● **What you should do**:
Collect the lines of the entries where "pred" shows up.

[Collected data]
"""

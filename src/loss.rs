//! Error measure reported by a training step.
use crate::element::Element;
use crate::error::Result;
use crate::matrix::Matrix;

/// Squared error `‖target - pred‖²`.
pub fn squared_error<F: Element>(pred: &Matrix<F>, target: &Matrix<F>) -> Result<F> {
    Ok(target.try_sub(pred)?.squared_norm())
}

"""

● **Answer for the task**:
/// Squared error `‖target - pred‖²`.
pub fn squared_error<F: Element>(pred: &Matrix<F>, target: &Matrix<F>) -> Result<F> {
    Ok(target.try_sub(pred)?.squared_norm())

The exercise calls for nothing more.